Which intervention should the nurse implement to provide culturally sensitive health care to the European-American Caucasian elderly client who is terminal?
- A. Discuss health-care issues with the oldest male child.
- B. Determine if the client will be cremated or have an earth burial.
- C. Do not talk about death and dying in front of the client.
- D. Encourage the client's autonomy and answer questions truthfully.
Correct Answer: D
Rationale: Encouraging autonomy and honesty respects individual preferences, common in European-American culture, per patient-centered care. Family roles, burial plans, or avoiding death talk are less universal.
The client has received a kidney transplant. Which assessment would warrant immediate intervention by the nurse?
- A. Fever and decreased urine output.
- B. Decreased creatinine and BUN levels.
- C. Decreased serum potassium and calcium.
- D. Bradycardia and hypotension.
Correct Answer: A
Rationale: Fever and decreased urine output suggest infection or rejection, requiring immediate action post-transplant. Decreased labs are expected, and vital signs are less specific.
The nurse is caring for a client who received a kidney transplant from an unrelated cadaver donor. Which interventions should be included in the plan of care? Select all that apply.
- A. Collect a urine culture every other day.
- B. Prepare the client for dialysis three (3) times a week.
- C. Monitor urine osmolality studies.
- D. Monitor intake and output every shift.

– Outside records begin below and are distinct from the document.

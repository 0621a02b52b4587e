// Room bookkeeping for the signaling server
// Players are packed into the first room with space; control messages are
// addressed by player id

use std::collections::HashMap;
use std::sync::Arc;
use tokio::sync::{mpsc, RwLock};
use tracing::{debug, info, warn};

use crate::network::signaling::SignalingMessage;

/// A room and its members in join order
struct Room {
    name: String,
    players: Vec<String>,
}

/// A connected player
struct Member {
    room: String,
    tx: mpsc::UnboundedSender<String>,
}

pub struct RoomDirectory {
    capacity: usize,
    rooms: Vec<Room>,
    members: HashMap<String, Member>,
}

/// Shared directory behind an async RwLock.
pub type SharedDirectory = Arc<RwLock<RoomDirectory>>;

impl RoomDirectory {
    pub fn new(capacity: usize) -> Self {
        Self {
            capacity,
            rooms: Vec::new(),
            members: HashMap::new(),
        }
    }

    pub fn room_count(&self) -> usize {
        self.rooms.len()
    }

    pub fn room_of(&self, player_id: &str) -> Option<&str> {
        self.members.get(player_id).map(|m| m.room.as_str())
    }

    pub fn members_of(&self, room: &str) -> Vec<String> {
        self.rooms
            .iter()
            .find(|r| r.name == room)
            .map(|r| r.players.clone())
            .unwrap_or_default()
    }

    /// Place a player and announce them. Returns the room name.
    ///
    /// The joiner gets `room_info` listing everyone already there; every
    /// other member gets `new_player`.
    pub fn join(
        &mut self,
        player_id: &str,
        tx: mpsc::UnboundedSender<String>,
        now_secs: u64,
    ) -> String {
        if self.members.contains_key(player_id) {
            debug!(player = %player_id, "rejoin, dropping previous membership");
            self.leave(player_id);
        }

        let index = match self
            .rooms
            .iter()
            .position(|r| !r.players.is_empty() && r.players.len() < self.capacity)
        {
            Some(index) => index,
            None => {
                let prefix: String = player_id.chars().take(8).collect();
                let name = format!("game-{now_secs}-{prefix}");
                info!(room = %name, "creating room");
                self.rooms.push(Room {
                    name,
                    players: Vec::new(),
                });
                self.rooms.len() - 1
            }
        };

        let room = &mut self.rooms[index];
        let existing = room.players.clone();
        room.players.push(player_id.to_string());
        let room_name = room.name.clone();

        info!(player = %player_id, room = %room_name, existing = existing.len(), "player joined");
        send(&tx, &SignalingMessage::RoomInfo {
            players: existing.clone(),
        });
        self.members.insert(
            player_id.to_string(),
            Member {
                room: room_name.clone(),
                tx,
            },
        );

        let notice = SignalingMessage::NewPlayer {
            player_id: player_id.to_string(),
        };
        for other in &existing {
            self.send_to(other, &notice);
        }
        room_name
    }

    /// Remove a player and tell the rest of the room. Empty rooms are dropped.
    pub fn leave(&mut self, player_id: &str) -> Option<String> {
        let member = self.members.remove(player_id)?;

        let index = self.rooms.iter().position(|r| r.name == member.room)?;
        self.rooms[index].players.retain(|p| p != player_id);
        let remaining = self.rooms[index].players.clone();
        if remaining.is_empty() {
            info!(room = %member.room, "room empty, removing");
            self.rooms.remove(index);
        }

        info!(player = %player_id, room = %member.room, "player left");
        let notice = SignalingMessage::PlayerLeft {
            player_id: player_id.to_string(),
        };
        for other in &remaining {
            self.send_to(other, &notice);
        }
        Some(member.room)
    }

    /// Forward a raw control frame to the player it is addressed to
    pub fn forward(&self, to: &str, text: &str) -> bool {
        match self.members.get(to) {
            Some(member) => member.tx.send(text.to_string()).is_ok(),
            None => {
                warn!(target_player = %to, "target player not found");
                false
            }
        }
    }

    fn send_to(&self, player_id: &str, msg: &SignalingMessage) {
        if let Some(member) = self.members.get(player_id) {
            send(&member.tx, msg);
        }
    }
}

fn send(tx: &mpsc::UnboundedSender<String>, msg: &SignalingMessage) {
    match msg.to_json() {
        Ok(json) => {
            let _ = tx.send(json);
        }
        Err(e) => warn!(error = %e, "failed to encode signaling message"),
    }
}

#[cfg(test)]
mod tests {
    use super::*;

    fn recv(rx: &mut mpsc::UnboundedReceiver<String>) -> SignalingMessage {
        let text = rx.try_recv().unwrap();
        serde_json::from_str(&text).unwrap()
    }

    #[test]
    fn test_first_joiner_creates_room() {
        let mut dir = RoomDirectory::new(5);
        let (tx, mut rx) = mpsc::unbounded_channel();

        let room = dir.join("abcdefghijk", tx, 1700000000);

        assert_eq!(room, "game-1700000000-abcdefgh");
        assert_eq!(recv(&mut rx), SignalingMessage::RoomInfo { players: vec![] });
        assert_eq!(dir.room_count(), 1);
    }

    #[test]
    fn test_second_joiner_sees_first() {
        let mut dir = RoomDirectory::new(5);
        let (tx_a, mut rx_a) = mpsc::unbounded_channel();
        let (tx_b, mut rx_b) = mpsc::unbounded_channel();

        let room_a = dir.join("a", tx_a, 1);
        let room_b = dir.join("b", tx_b, 2);
        assert_eq!(room_a, room_b);

        recv(&mut rx_a); // own room_info
        assert_eq!(
            recv(&mut rx_a),
            SignalingMessage::NewPlayer {
                player_id: "b".to_string()
            }
        );
        assert_eq!(
            recv(&mut rx_b),
            SignalingMessage::RoomInfo {
                players: vec!["a".to_string()]
            }
        );
    }

    #[test]
    fn test_full_room_overflows_to_new_room() {
        let mut dir = RoomDirectory::new(2);
        let mut receivers = Vec::new();
        for id in ["a", "b", "c"] {
            let (tx, rx) = mpsc::unbounded_channel();
            receivers.push(rx);
            dir.join(id, tx, 10);
        }

        assert_eq!(dir.room_count(), 2);
        assert_ne!(dir.room_of("a"), dir.room_of("c"));
        assert_eq!(dir.members_of(dir.room_of("a").unwrap()).len(), 2);
    }

    #[test]
    fn test_leave_notifies_and_cleans_up() {
        let mut dir = RoomDirectory::new(5);
        let (tx_a, mut rx_a) = mpsc::unbounded_channel();
        let (tx_b, _rx_b) = mpsc::unbounded_channel();
        let room = dir.join("a", tx_a, 1);
        dir.join("b", tx_b, 1);
        while rx_a.try_recv().is_ok() {}

        assert_eq!(dir.leave("b"), Some(room.clone()));
        assert_eq!(
            recv(&mut rx_a),
            SignalingMessage::PlayerLeft {
                player_id: "b".to_string()
            }
        );

        dir.leave("a");
        assert_eq!(dir.room_count(), 0);
        assert_eq!(dir.leave("a"), None);
    }

    #[test]
    fn test_forward_by_recipient() {
        let mut dir = RoomDirectory::new(5);
        let (tx_a, mut rx_a) = mpsc::unbounded_channel();
        dir.join("a", tx_a, 1);
        rx_a.try_recv().unwrap();

        let frame = r#"{"type":"offer","offer":{"type":"offer","sdp":"v=0"},"to":"a","from":"b"}"#;
        assert!(dir.forward("a", frame));
        assert_eq!(rx_a.try_recv().unwrap(), frame);
        assert!(!dir.forward("ghost", frame));
    }

    #[test]
    fn test_rejoin_moves_membership() {
        let mut dir = RoomDirectory::new(5);
        let (tx1, _rx1) = mpsc::unbounded_channel();
        let (tx2, mut rx2) = mpsc::unbounded_channel();

        dir.join("a", tx1, 1);
        dir.join("a", tx2, 2);

        assert_eq!(dir.room_count(), 1);
        assert_eq!(recv(&mut rx2), SignalingMessage::RoomInfo { players: vec![] });
    }
}
// Arena mesh signaling server
// Places players into rooms and relays offers/answers/ICE candidates between them
//
// Usage: cargo run --bin signaling-server [-- --port <n>]

use futures::{SinkExt, StreamExt};
use std::net::SocketAddr;
use std::sync::Arc;
use std::time::{SystemTime, UNIX_EPOCH};
use tokio::net::{TcpListener, TcpStream};
use tokio::sync::{mpsc, RwLock};
use tokio_tungstenite::accept_async;
use tokio_tungstenite::tungstenite::Message;
use tracing::{error, info, warn};
use tracing_subscriber::EnvFilter;

use arena_mesh::config;
use arena_mesh::network::signaling::{Decoded, SignalingMessage};
use arena_mesh::rendezvous::{RoomDirectory, SharedDirectory};

#[tokio::main]
async fn main() -> anyhow::Result<()> {
    tracing_subscriber::fmt()
        .with_env_filter(EnvFilter::from_default_env())
        .init();

    let config = config::load_config().unwrap_or_else(|e| {
        warn!(error = %e, "failed to load config, using defaults");
        config::Config::default()
    });

    let mut addr: SocketAddr = config.server.bind_addr.parse()?;
    let args: Vec<String> = std::env::args().collect();
    if let Some(port) = args
        .iter()
        .position(|a| a == "--port")
        .and_then(|i| args.get(i + 1))
        .and_then(|p| p.parse::<u16>().ok())
    {
        addr.set_port(port);
    }

    let listener = TcpListener::bind(addr).await?;
    info!(%addr, capacity = config.server.room_capacity, "signaling server listening");

    let directory: SharedDirectory = Arc::new(RwLock::new(RoomDirectory::new(
        config.server.room_capacity,
    )));

    while let Ok((stream, addr)) = listener.accept().await {
        let directory = directory.clone();
        tokio::spawn(handle_connection(stream, addr, directory));
    }

    Ok(())
}

fn unix_secs() -> u64 {
    SystemTime::now()
        .duration_since(UNIX_EPOCH)
        .map(|d| d.as_secs())
        .unwrap_or_default()
}

fn reply(tx: &mpsc::UnboundedSender<String>, msg: &SignalingMessage) {
    if let Ok(json) = msg.to_json() {
        let _ = tx.send(json);
    }
}

async fn handle_connection(stream: TcpStream, addr: SocketAddr, directory: SharedDirectory) {
    info!(%addr, "new connection");

    let ws_stream = match accept_async(stream).await {
        Ok(ws) => ws,
        Err(e) => {
            error!(error = %e, "WebSocket handshake failed");
            return;
        }
    };

    let (mut ws_sender, mut ws_receiver) = ws_stream.split();
    let (tx, mut rx) = mpsc::unbounded_channel::<String>();

    let mut player_id: Option<String> = None;

    // Spawn task to send messages to this connection
    let send_task = tokio::spawn(async move {
        while let Some(text) = rx.recv().await {
            if ws_sender.send(Message::Text(text)).await.is_err() {
                break;
            }
        }
    });

    while let Some(msg) = ws_receiver.next().await {
        let msg = match msg {
            Ok(msg) => msg,
            Err(e) => {
                warn!(%addr, error = %e, "error receiving message");
                break;
            }
        };

        if let Message::Text(text) = msg {
            handle_text(&text, &mut player_id, &tx, &directory).await;
        }
    }

    // A dropped socket counts as leaving
    if let Some(id) = player_id {
        directory.write().await.leave(&id);
        info!(player = %id, %addr, "connection closed");
    }

    send_task.abort();
}

async fn handle_text(
    text: &str,
    player_id: &mut Option<String>,
    tx: &mpsc::UnboundedSender<String>,
    directory: &SharedDirectory,
) {
    let msg = match SignalingMessage::decode(text) {
        Ok(Decoded::Message(msg)) => msg,
        Ok(Decoded::Unknown(kind)) => {
            warn!(?kind, "unknown message type");
            reply(tx, &SignalingMessage::Error {
                message: "Unknown message type".to_string(),
            });
            return;
        }
        Err(e) => {
            warn!(error = %e, "failed to parse message");
            reply(tx, &SignalingMessage::Error {
                message: format!("Invalid message format: {}", e),
            });
            return;
        }
    };

    match msg {
        SignalingMessage::Join { player_id: id } => {
            let mut dir = directory.write().await;
            if let Some(previous) = player_id.take() {
                if previous != id {
                    dir.leave(&previous);
                }
            }
            dir.join(&id, tx.clone(), unix_secs());
            *player_id = Some(id);
        }

        SignalingMessage::Leave { .. } => {
            if let Some(id) = player_id.take() {
                directory.write().await.leave(&id);
            }
        }

        SignalingMessage::Offer { ref to, ref from, .. }
        | SignalingMessage::Answer { ref to, ref from, .. }
        | SignalingMessage::IceCandidate { ref to, ref from, .. } => {
            info!(%from, %to, "relaying negotiation message");
            directory.read().await.forward(to, text);
        }

        SignalingMessage::Ping { timestamp } => {
            reply(tx, &SignalingMessage::Pong { timestamp });
        }

        other => {
            warn!(?other, "unexpected client message");
            reply(tx, &SignalingMessage::Error {
                message: "Unknown message type".to_string(),
            });
        }
    }
}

- E. Check abdominal dressing every four (4) hours.
Correct Answer: C,D,E
Rationale: Monitoring urine osmolality, intake/output, and dressings detects rejection or complications post-kidney transplant. Routine urine cultures or dialysis are unnecessary unless indicated.
The client diagnosed with cancer is experiencing severe pain. Which regimen would the nurse teach the client about to control the pain?
- A. Nonsteroidal anti-inflammatory drugs (NSAIDs) around the clock with narcotics used for severe pain.
- B. Morphine sustained release, a narcotic, routinely with a liquid morphine preparation for breakthrough pain.
- C. Extra-Strength Tylenol, a nonnarcotic analgesic, plus therapy to learn alternative methods of pain control.
- D. Demerol, an opioid narcotic, every six (6) hours orally with a suppository when the pain is not controlled.
Correct Answer: B
Rationale: Sustained-release morphine with breakthrough doses is standard for cancer pain, per WHO pain ladder. NSAIDs, Tylenol, or Demerol regimens are less effective or outdated.